此时的感觉,竟然比当日君临天下都要甜蜜。
原来自己想要的从来不是权势地位,而是心中缺失的那一角,如今容昕补上了那一角,不再呼呼往心中灌冷风。
他阖上眸子。
这一夜,静谧安稳,没有再被噩梦惊醒。
次日一早。
槐安营地。
容昕还没睁眼,就听到门被嘭嘭敲响,她最讨厌被人吵醒,吼道:“何九!”
何九从床榻上一跃坐起,下了床,跑到门口,刚打开门,就被殷墨寒一把推开闯了进来,身后还跟着殷天泽。
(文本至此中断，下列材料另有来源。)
//! Open modes and the mode-dispatching file handle.

use super::reader::ReadHandle;
use super::writer::WriteHandle;
use crate::error::{FsError, Result};
use std::fmt;
use std::io::SeekFrom;

/// Access mode of an open file. There is no read-write mode.
#[derive(Debug, Clone, Copy, PartialEq, Eq)]
pub enum OpenMode {
    ReadOnly,
    WriteOnly,
}

impl OpenMode {
    /// Map raw `open(2)` flags. Only bare `O_RDONLY` and `O_WRONLY` are accepted.
    pub fn from_flags(flags: i32) -> Result<Self> {
        if flags == libc::O_RDONLY {
            Ok(OpenMode::ReadOnly)
        } else if flags == libc::O_WRONLY {
            Ok(OpenMode::WriteOnly)
        } else {
            Err(FsError::InvalidArgument(format!(
                "unsupported open flags {flags:#o}"
            )))
        }
    }
}

impl fmt::Display for OpenMode {
    fn fmt(&self, f: &mut fmt::Formatter<'_>) -> fmt::Result {
        match self {
            OpenMode::ReadOnly => f.write_str("read-only"),
            OpenMode::WriteOnly => f.write_str("write-only"),
        }
    }
}

/// An open file in either mode.
///
/// Calling an operation of the other mode fails with `FsError::WrongMode`, whether
/// or not the handle has been closed.
pub enum FileHandle {
    Read(ReadHandle),
    Write(WriteHandle),
}

impl FileHandle {
    pub fn mode(&self) -> OpenMode {
        match self {
            FileHandle::Read(_) => OpenMode::ReadOnly,
            FileHandle::Write(_) => OpenMode::WriteOnly,
        }
    }

    pub fn path(&self) -> &str {
        match self {
            FileHandle::Read(h) => h.path(),
            FileHandle::Write(h) => h.path(),
        }
    }

    fn reader(&self) -> Result<&ReadHandle> {
        match self {
            FileHandle::Read(h) => Ok(h),
            FileHandle::Write(_) => Err(FsError::WrongMode {
                expected: OpenMode::ReadOnly,
            }),
        }
    }

    fn writer(&self) -> Result<&WriteHandle> {
        match self {
            FileHandle::Write(h) => Ok(h),
            FileHandle::Read(_) => Err(FsError::WrongMode {
                expected: OpenMode::WriteOnly,
            }),
        }
    }

    pub fn as_read(&self) -> Option<&ReadHandle> {
        self.reader().ok()
    }

    pub fn as_write(&self) -> Option<&WriteHandle> {
        self.writer().ok()
    }

    pub async fn read(&self, buf: &mut [u8]) -> Result<usize> {
        self.reader()?.read(buf).await
    }

    pub async fn pread(&self, buf: &mut [u8], offset: u64) -> Result<usize> {
        self.reader()?.pread(buf, offset).await
    }

    pub async fn seek(&self, pos: SeekFrom) -> Result<u64> {
        self.reader()?.seek(pos).await
    }

    pub async fn write(&self, data: &[u8]) -> Result<usize> {
        self.writer()?.write(data).await
    }

    pub async fn flush(&self) -> Result<()> {
        self.writer()?.flush().await
    }

    pub async fn sync(&self) -> Result<()> {
        self.writer()?.sync().await
    }

    pub async fn close(&self) -> Result<()> {
        match self {
            FileHandle::Read(h) => h.close().await,
            FileHandle::Write(h) => h.close().await,
        }
    }
}

impl From<ReadHandle> for FileHandle {
    fn from(h: ReadHandle) -> Self {
        FileHandle::Read(h)
    }
}

impl From<WriteHandle> for FileHandle {
    fn from(h: WriteHandle) -> Self {
        FileHandle::Write(h)
    }
}
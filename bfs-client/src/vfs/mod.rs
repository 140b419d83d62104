//! VFS layer: the client-facing file system API
//!
//! Responsibilities:
//! - Own the name server channel and the chunk server channel cache shared by all
//!   handles of one client.
//! - Implement namespace operations and open files in exactly one mode.
//! - Drive the block write protocol (allocate, stage, chain write, seal) and the
//!   single-block read path.
//!
//! Submodules:
//! - `client`: `FileSystemClient` and namespace operations
//! - `handles`: open modes and the `FileHandle` dispatcher
//! - `writer`: write handles and chunk transmission
//! - `reader`: read handles, cursor and positional reads

pub mod client;
pub mod handles;
pub mod reader;
pub mod writer;

pub use client::FileSystemClient;
pub use handles::{FileHandle, OpenMode};
pub use reader::ReadHandle;
pub use writer::WriteHandle;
两人来到容昕床榻,殷墨寒俯身抓住容昕的肩膀把她摇晃醒:
“醒一醒!把话说清楚!”
容昕火气冲天,用被子挡住胸口:“你们是不是疯了?火烧到屁股了?!”
殷墨寒气恼地说:“暗卫说你昨天养了个外室?!是谁?你都有我们了,还嫌不够?是什么货色拉出来看看!”
容昕心里一惊,看向何九。
何九磨着后槽牙嘶出:“哪个碎嘴子,爷爷非踹死他不可……”
殷天泽指着他,下巴微抬,切齿道:“你看,说漏嘴了吧?何九你是不是傻,付静言让你看着容昕,是不让她去风流,你倒好,还帮她拉皮条!”
容昕忍无可忍,大吼:“你们俩给我滚出去!!!”
一整日。
殷天泽和殷墨寒像看贼一样看着容昕。
他们俩倚靠在院门口,看着在屋里喝茶的容昕,殷墨寒轻哼:“果真是妻不如妾,妾不如婢,婢不如偷,偷不如偷不着,你看她急的。”
殷天泽眯起眸子:“该不会是林枭吧?”
殷墨寒一愣,看向他:“不会,阿昕一心想杀了林枭。”
殷天泽瞥了他一眼:“她当时也一心想杀了你我。”
两人都黑了脸。
林枭当日对殷天泽百般折磨,还差点要了殷墨寒的命。
殷墨寒紧紧攥拳:“林枭还敢勾引阿昕?!我要剥了他的皮!”
殷天泽眼眸微转:“让人去缥缈仙阁打听一下。”
殷墨寒点点头。
一个时辰后,殷墨寒的探子回来了,对他低声说了几句。
殷墨寒脸色阴沉,走过来对殷天泽说:“竟然是真的,这个死丫头,背着我们把林枭藏起来了,等阿兄回来看我怎么告状。”
殷天泽抿抿唇,揽过他的肩膀,悄声对他说:
“不行,你阿兄爱面子,不敢跟容昕闹翻,我们放容昕出去,找到林枭的住处,干掉他,容昕最多跟我们闹闹,掉两滴眼泪。”